Il fallimento dell’Obamacare. Sei milioni di multe per tutti quelli che non hanno aderito al piano sanitario del Presidente Usa. La tassa va da un minimo di 95mila dollari all’1% del reddito. E l’anno prossimo raddoppierà

La scure delle tasse si sta per abbattere sugli americani che non si sono fatti sedurre dalle polizze sanitarie di Obama. Il Tesoro, che attraverso l’Irs (agenzia delle imposte) gestisce il fisco di Obamacare, ha comunicato che saranno tra i 3 e i 6 milioni i cittadini che dovranno pagare la penalità per non aver ubbidito all’ «assicuratore in capo». La tassa è di 95 dollari per chi ha un reddito sotto i 20mila dollari per coppia, ma sale all’1% del reddito per chi guadagna di più. Per esempio, ha calcolato il Tax Policy Center, marito e moglie che denunciano, insieme, 100mila dollari per il 2014, dovranno versare 797 dollari.

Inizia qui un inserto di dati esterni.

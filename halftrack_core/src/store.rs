//! Plan persistence with file locking.
//!
//! The whole plan (profile + workouts) is one JSON document. Reads take a
//! shared lock; writes go to a locked temp file that is renamed over the
//! existing file, so readers never see a partial plan.

use crate::{Error, Result, TrainingPlan};
use fs2::FileExt;
use std::fs::File;
use std::io::{Read, Write};
use std::path::Path;
use tempfile::NamedTempFile;

/// File name of the plan inside the data directory
pub const PLAN_FILE: &str = "plan.json";

impl TrainingPlan {
    /// Load a plan, or `None` if none has been saved yet
    pub fn load(path: &Path) -> Result<Option<Self>> {
        if !path.exists() {
            tracing::info!("No plan file at {:?}", path);
            return Ok(None);
        }

        let file = File::open(path)?;
        file.lock_shared()?;

        let mut contents = String::new();
        let read = std::io::BufReader::new(&file).read_to_string(&mut contents);
        file.unlock()?;
        read?;

        let plan = serde_json::from_str::<TrainingPlan>(&contents).map_err(|e| {
            Error::State(format!("Failed to parse plan file {:?}: {}", path, e))
        })?;

        tracing::debug!("Loaded {} workouts from {:?}", plan.workouts.len(), path);
        Ok(Some(plan))
    }

    /// Load a plan that must already exist
    pub fn load_existing(path: &Path) -> Result<Self> {
        Self::load(path)?.ok_or_else(|| {
            Error::State(format!("No plan found at {:?}; run `halftrack init` first", path))
        })
    }

    /// Save atomically: temp file, fsync, rename
    pub fn save(&self, path: &Path) -> Result<()> {
        let parent = path.parent().ok_or_else(|| {
            std::io::Error::new(std::io::ErrorKind::Other, "plan path missing parent")
        })?;
        std::fs::create_dir_all(parent)?;

        let temp = NamedTempFile::new_in(parent)?;
        temp.as_file().lock_exclusive()?;

        {
            let mut writer = std::io::BufWriter::new(temp.as_file());
            serde_json::to_writer_pretty(&mut writer, self)?;
            writer.flush()?;
        }

        temp.as_file().sync_all()?;
        temp.as_file().unlock()?;
        temp.persist(path).map_err(|e| Error::Io(e.error))?;

        tracing::debug!("Saved {} workouts to {:?}", self.workouts.len(), path);
        Ok(())
    }

    /// Load, modify and save back; nothing is written if `f` fails
    pub fn update<F, T>(path: &Path, f: F) -> Result<(Self, T)>
    where
        F: FnOnce(&mut TrainingPlan) -> Result<T>,
    {
        let mut plan = Self::load_existing(path)?;
        let value = f(&mut plan)?;
        plan.save(path)?;
        Ok((plan, value))
    }
}

#[cfg(test)]
mod tests {
    use super::*;
    use crate::{RunnerProfile, WorkoutType};
    use chrono::{NaiveDate, Weekday};

    fn test_plan() -> TrainingPlan {
        TrainingPlan::generate(RunnerProfile {
            name: "Store".into(),
            five_k_time: None,
            ten_k_time: Some("50:00".into()),
            days_per_week: 5,
            long_run_day: Weekday::Sun,
            start_date: NaiveDate::from_ymd_opt(2025, 2, 2).unwrap(),
            race_date: Some(NaiveDate::from_ymd_opt(2025, 5, 4).unwrap()),
            total_weeks: None,
        })
    }

    #[test]
    fn test_save_and_load_roundtrip() {
        let temp_dir = tempfile::tempdir().unwrap();
        let path = temp_dir.path().join(PLAN_FILE);

        let plan = test_plan();
        plan.save(&path).unwrap();

        let loaded = TrainingPlan::load(&path).unwrap().unwrap();
        assert_eq!(loaded.profile, plan.profile);
        assert_eq!(loaded.workouts.len(), plan.workouts.len());
        for (a, b) in loaded.workouts.iter().zip(&plan.workouts) {
            assert_eq!(a.id, b.id);
            assert_eq!(a.date, b.date);
            assert_eq!(a.kind, b.kind);
            assert_eq!(a.distance, b.distance);
            assert!((a.estimated_pace - b.estimated_pace).abs() < 1e-6);
        }
    }

    #[test]
    fn test_load_missing_returns_none() {
        let temp_dir = tempfile::tempdir().unwrap();
        let path = temp_dir.path().join("nope.json");

        assert!(TrainingPlan::load(&path).unwrap().is_none());
        assert!(matches!(
            TrainingPlan::load_existing(&path),
            Err(Error::State(_))
        ));
    }

    #[test]
    fn test_corrupted_plan_is_an_error() {
        let temp_dir = tempfile::tempdir().unwrap();
        let path = temp_dir.path().join(PLAN_FILE);
        std::fs::write(&path, "{ invalid json }").unwrap();

        assert!(matches!(TrainingPlan::load(&path), Err(Error::State(_))));
    }

    #[test]
    fn test_update_saves_only_on_success() {
        let temp_dir = tempfile::tempdir().unwrap();
        let path = temp_dir.path().join(PLAN_FILE);
        let plan = test_plan();
        plan.save(&path).unwrap();
        let id = plan.workouts.iter().find(|w| w.kind == WorkoutType::Easy).unwrap().id;

        let result = TrainingPlan::update(&path, |p| {
            p.skip(id)?;
            p.skip(id)
        });
        assert!(result.is_err());
        let reloaded = TrainingPlan::load_existing(&path).unwrap();
        assert!(reloaded.get(id).unwrap().is_pending());

        TrainingPlan::update(&path, |p| p.skip(id)).unwrap();
        let reloaded = TrainingPlan::load_existing(&path).unwrap();
        assert!(reloaded.get(id).unwrap().is_skipped());
    }

    #[test]
    fn test_atomic_save_leaves_no_temp_files() {
        let temp_dir = tempfile::tempdir().unwrap();
        let path = temp_dir.path().join(PLAN_FILE);

        test_plan().save(&path).unwrap();
        test_plan().save(&path).unwrap();

        let extras: Vec<_> = std::fs::read_dir(temp_dir.path())
            .unwrap()
            .filter_map(|e| e.ok())
            .filter(|e| e.file_name() != PLAN_FILE)
            .collect();
        assert!(extras.is_empty(), "unexpected files: {:?}", extras);
    }
}
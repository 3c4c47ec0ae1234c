//! Error types for the halftrack_core library.

use crate::WorkoutStatus;
use chrono::NaiveDate;
use std::io;
use uuid::Uuid;

/// Result type alias using our Error type
pub type Result<T> = std::result::Result<T, Error>;

/// Core error type for halftrack_core operations
#[derive(Debug, thiserror::Error)]
pub enum Error {
    /// IO error occurred
    #[error("IO error: {0}")]
    Io(#[from] io::Error),

    /// JSON serialization/deserialization error
    #[error("JSON error: {0}")]
    Json(#[from] serde_json::Error),

    /// CSV error
    #[error("CSV error: {0}")]
    Csv(#[from] csv::Error),

    /// TOML parsing error
    #[error("TOML error: {0}")]
    Toml(#[from] toml::de::Error),

    /// Configuration validation error
    #[error("Configuration error: {0}")]
    Config(String),

    /// Plan state file error
    #[error("State error: {0}")]
    State(String),

    /// No workout with the given id
    #[error("Workout not found: {0}")]
    WorkoutNotFound(String),

    /// An id prefix matched more than one workout
    #[error("Workout id prefix '{prefix}' matches {count} workouts")]
    AmbiguousId { prefix: String, count: usize },

    /// Attempted to complete a workout dated after today
    #[error("Cannot complete a workout dated {date} before it happens")]
    FutureCompletion { date: NaiveDate },

    /// Attempted to complete an old workout without confirmation
    #[error("Workout is {days} days old; confirm to log it")]
    StaleCompletion { days: i64 },

    /// Workout status change that the lifecycle does not allow
    #[error("Cannot move workout {id} from {from:?} to {to:?}")]
    InvalidTransition {
        id: Uuid,
        from: WorkoutStatus,
        to: WorkoutStatus,
    },

    /// Rejected workout field values
    #[error("Invalid workout: {0}")]
    InvalidWorkout(String),
}
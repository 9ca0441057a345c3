// Jobs: search over active postings, job detail, and the employer-side
// posting / status / delete operations.

pub mod filter;
pub mod handlers;
pub mod posting;
pub mod repository;
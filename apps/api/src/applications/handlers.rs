use axum::{
    extract::{Path, Query, State},
    http::StatusCode,
    Json,
};
use serde::{Deserialize, Serialize};
use tracing::info;
use uuid::Uuid;

use crate::applications::repository;
use crate::applications::screening::{screen, StatusCounts, StatusFilter};
use crate::errors::AppError;
use crate::jobs::repository as jobs;
use crate::models::application::{ApplicantRow, ApplicationStatus, JobApplicationRow};
use crate::models::job::JobStatus;
use crate::session::Session;
use crate::state::AppState;

#[derive(Deserialize, Default)]
pub struct ApplyRequest {
    pub cover_letter: Option<String>,
}

#[derive(Deserialize)]
pub struct ApplicantsQuery {
    pub status: Option<String>,
}

#[derive(Serialize)]
pub struct ApplicantsResponse {
    pub job_id: Uuid,
    pub job_title: String,
    pub counts: StatusCounts,
    pub applications: Vec<ApplicantRow>,
}

#[derive(Deserialize)]
pub struct StatusUpdate {
    pub status: ApplicationStatus,
}

#[derive(Deserialize)]
pub struct NotesUpdate {
    pub notes: Option<String>,
}

/// POST /api/v1/jobs/:id/applications
pub async fn handle_apply(
    State(state): State<AppState>,
    Path(job_id): Path<Uuid>,
    session: Session,
    Json(req): Json<ApplyRequest>,
) -> Result<(StatusCode, Json<JobApplicationRow>), AppError> {
    let seeker = session.seeker()?;
    let job = jobs::get_job(&state.db, job_id).await?;
    if job.status != JobStatus::Active.as_str() {
        return Err(AppError::Conflict(
            "This job is no longer accepting applications".to_string(),
        ));
    }

    let cover_letter = req
        .cover_letter
        .as_deref()
        .map(str::trim)
        .filter(|c| !c.is_empty());

    let row = repository::insert_application(
        &state.db,
        job_id,
        seeker.id,
        seeker.resume_url.as_deref(),
        cover_letter,
    )
    .await?
    .ok_or_else(|| AppError::Conflict("You have already applied to this job".to_string()))?;

    info!("Seeker {} applied to job {job_id}", seeker.id);
    Ok((StatusCode::CREATED, Json(row)))
}

/// GET /api/v1/jobs/:id/applicants
pub async fn handle_list_applicants(
    State(state): State<AppState>,
    Path(job_id): Path<Uuid>,
    session: Session,
    Query(query): Query<ApplicantsQuery>,
) -> Result<Json<ApplicantsResponse>, AppError> {
    let employer = session.employer()?;
    let filter = StatusFilter::parse(query.status.as_deref())?;
    let job = jobs::get_owned_job(&state.db, job_id, employer.id).await?;

    let applicants = repository::list_applicants(&state.db, job_id).await?;
    let (counts, applications) = screen(applicants, filter);

    Ok(Json(ApplicantsResponse {
        job_id,
        job_title: job.title,
        counts,
        applications,
    }))
}

/// Loads an application and checks the caller owns the job it was made to.
async fn owned_application(
    state: &AppState,
    session: &Session,
    id: Uuid,
) -> Result<(JobApplicationRow, String), AppError> {
    let employer = session.employer()?;
    let application = repository::get_application(&state.db, id).await?;
    let job = jobs::get_owned_job(&state.db, application.job_id, employer.id).await?;
    Ok((application, job.title))
}

/// PATCH /api/v1/applications/:id/status
pub async fn handle_update_status(
    State(state): State<AppState>,
    Path(id): Path<Uuid>,
    session: Session,
    Json(req): Json<StatusUpdate>,
) -> Result<Json<JobApplicationRow>, AppError> {
    let (application, job_title) = owned_application(&state, &session, id).await?;
    let row = repository::update_status(&state.db, &application, &job_title, req.status).await?;
    Ok(Json(row))
}

/// PATCH /api/v1/applications/:id/notes
pub async fn handle_update_notes(
    State(state): State<AppState>,
    Path(id): Path<Uuid>,
    session: Session,
    Json(req): Json<NotesUpdate>,
) -> Result<Json<JobApplicationRow>, AppError> {
    owned_application(&state, &session, id).await?;
    let row = repository::update_notes(&state.db, id, req.notes.as_deref()).await?;
    Ok(Json(row))
}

Il 2014 era il primo anno in cui la copertura sanitaria è diventata un obbligo per la legge del 2010, e con la dichiarazione dei redditi da compilare entro il 15 aprile i nodi vengono al pettine. E questa penalità vale solo per l’imminente dichiarazione. L’anno venturo, chi non avrà aderito nel 2015 dovrà pagare il 2% del reddito, e il minimo salirà da 95 a 325 dollari. Quindi il cosiddetto “mandato”, termine usato nella legge, è una “tassa sulla salute” e gli americani dovranno riportarla nel Modello 1040 (il nostro 740), calcolando il dovuto e aggiungendolo ai guadagni da lavoro e da investimenti. Circa i tre quarti dei 150 milioni di contribuenti Usa avevano già la copertura sanitaria pagata dai loro datori di lavoro, privati o pubblici, attraverso i contratti, oppure perché beneficiari di programmi federali di assistenza, come Medicaid per i meno abbienti o Medicare per invalidi sul lavoro o anziani oltre i 65 anni.
Dall’avvio tecnologicamente disastroso del website Obamacare.gov si calcola che circa 9,5 milioni (di cui circa 7 milioni sussidiati dal governo) hanno aderito al piano, compresi i milioni che avevano visto cancellata d’imperio la polizza individuale che avevano perché priva degli standard previsti da Obama. Per far passare la riforma, Barack ricorse al trucco di non chiamare “tributo fiscale” o “tassa” la somma a carico di chi avesse rifiutato di sottoscrivere uno dei piani di Obamacare. La Corte Suprema, nel verdetto del 2012, lo ha smascherato. Ha dichiarato costituzionale la legge ma a patto di considerare una “tassa” l’alternativa obbligatoria per chi avesse deciso di non sottoscrivere la polizza Obamacare.
Qualche mese fa la “questione tassa o non tassa” è stata chiarita dal professore del Mit di Boston, Jonathan Gruber, che era stato il consigliere tecnico esterno per la stesura della legge. Ad una conferenza disse: «Questo testo di legge è stato scritto in una maniera tortuosa affinché il CBO (Ufficio Congressuale del Bilancio) non calcolasse il mandato (l’obbligo di pagare una penalità per chi non avesse comprato una polizza Obamacare, ndr) come fosse una tassa. Se il CBO lo avesse calcolato come una tassa, la legge sarebbe defunta. La mancanza di trasparenza è un enorme vantaggio politico e sostanzialmente, chiamatela stupidità degli elettori americani o come volete voi, ciò fu davvero cruciale perché il provvedimento passasse».
Gli americani boccaloni pagano il prezzo d’aver bevuto la “medicina” del presidente, ma di troppa astuzia ora rischia di morire la stessa Obamacare. La Corte Suprema deciderà in giugno se i sussidi pubblici ai cittadini che comprano le nuove polizze sono incostituzionali per ben 36 dei 50 Stati. Sono tutti quelli, in mano al GOP, che si sono rifiutati di allestire una “borsa statale” per distribuire le polizze, potendo per legge delegare il compito al governo.